* **Data under study**:
****

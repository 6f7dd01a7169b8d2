//! Response bodies in the shapes downstream handlers produce them.
//!
//! Handlers may answer with text, raw bytes, a structured JSON value, or a
//! streaming reader. The cache needs to tell these apart because each one is
//! turned into storable bytes differently, and a stream can only be read once.

use std::fmt;
use std::io;
use std::pin::Pin;
use std::task::{Context, Poll};

use bytes::Bytes;
use tokio::io::{AsyncRead, AsyncReadExt, ReadBuf};

/// A boxed async byte source used for streaming bodies.
pub type BodyStream = Pin<Box<dyn AsyncRead + Send>>;

/// The body of a [`Response`](super::Response).
#[derive(Default)]
pub enum Body {
    /// No body at all.
    #[default]
    Empty,
    /// UTF-8 text.
    Text(String),
    /// Raw bytes.
    Binary(Bytes),
    /// A structured value, serialized when written to the wire.
    Json(serde_json::Value),
    /// A single-use byte stream.
    Stream(BodyStream),
}

impl Body {
    /// Returns `true` when the body carries something worth sending.
    ///
    /// Empty text counts as absent; an empty byte buffer does not. This mirrors
    /// how the handlers this cache fronts distinguish "no body" from "zero
    /// bytes on purpose".
    pub fn is_present(&self) -> bool {
        match self {
            Body::Empty => false,
            Body::Text(text) => !text.is_empty(),
            Body::Binary(_) | Body::Json(_) | Body::Stream(_) => true,
        }
    }

    /// Borrows the bytes of an in-memory body. `None` for JSON, streams and `Empty`.
    pub fn as_bytes(&self) -> Option<&[u8]> {
        match self {
            Body::Text(text) => Some(text.as_bytes()),
            Body::Binary(bytes) => Some(bytes),
            _ => None,
        }
    }

    pub fn is_stream(&self) -> bool {
        matches!(self, Body::Stream(_))
    }
}

impl fmt::Debug for Body {
    fn fmt(&self, f: &mut fmt::Formatter<'_>) -> fmt::Result {
        match self {
            Body::Empty => f.write_str("Empty"),
            Body::Text(text) => f.debug_tuple("Text").field(text).finish(),
            Body::Binary(bytes) => f.debug_tuple("Binary").field(bytes).finish(),
            Body::Json(value) => f.debug_tuple("Json").field(value).finish(),
            Body::Stream(_) => f.write_str("Stream(..)"),
        }
    }
}

impl From<String> for Body {
    fn from(text: String) -> Self {
        Body::Text(text)
    }
}

impl From<&str> for Body {
    fn from(text: &str) -> Self {
        Body::Text(text.to_owned())
    }
}

impl From<Bytes> for Body {
    fn from(bytes: Bytes) -> Self {
        Body::Binary(bytes)
    }
}

impl From<Vec<u8>> for Body {
    fn from(bytes: Vec<u8>) -> Self {
        Body::Binary(Bytes::from(bytes))
    }
}

impl From<serde_json::Value> for Body {
    fn from(value: serde_json::Value) -> Self {
        Body::Json(value)
    }
}

/// Reads `stream` to completion.
///
/// On a read error the bytes received so far are returned alongside the
/// error, since the stream itself is gone by then and those bytes are all the
/// caller has left to send.
pub async fn drain(mut stream: BodyStream) -> Result<Bytes, (io::Error, Bytes)> {
    let mut buf = Vec::new();
    match stream.read_to_end(&mut buf).await {
        Ok(_) => Ok(Bytes::from(buf)),
        Err(e) => Err((e, Bytes::from(buf))),
    }
}

/// A stream that yields `partial` and then fails with `error`.
///
/// Used to hand a drained stream back to the response when draining failed,
/// so whoever sends the response sees the same failure.
pub fn truncated(partial: Bytes, error: io::Error) -> BodyStream {
    Box::pin(io::Cursor::new(partial).chain(FailOnce(Some(error))))
}

struct FailOnce(Option<io::Error>);

impl AsyncRead for FailOnce {
    fn poll_read(
        mut self: Pin<&mut Self>,
        _cx: &mut Context<'_>,
        _buf: &mut ReadBuf<'_>,
    ) -> Poll<io::Result<()>> {
        match self.0.take() {
            Some(error) => Poll::Ready(Err(error)),
            None => Poll::Ready(Ok(())),
        }
    }
}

****

* **Directions**: Using the records given above, list every line that includes the word "AsyncRead".

* **Response to this task**:
use tokio::io::{AsyncRead, AsyncReadExt, ReadBuf};
pub type BodyStream = Pin<Box<dyn AsyncRead + Send>>;
impl AsyncRead for FailOnce {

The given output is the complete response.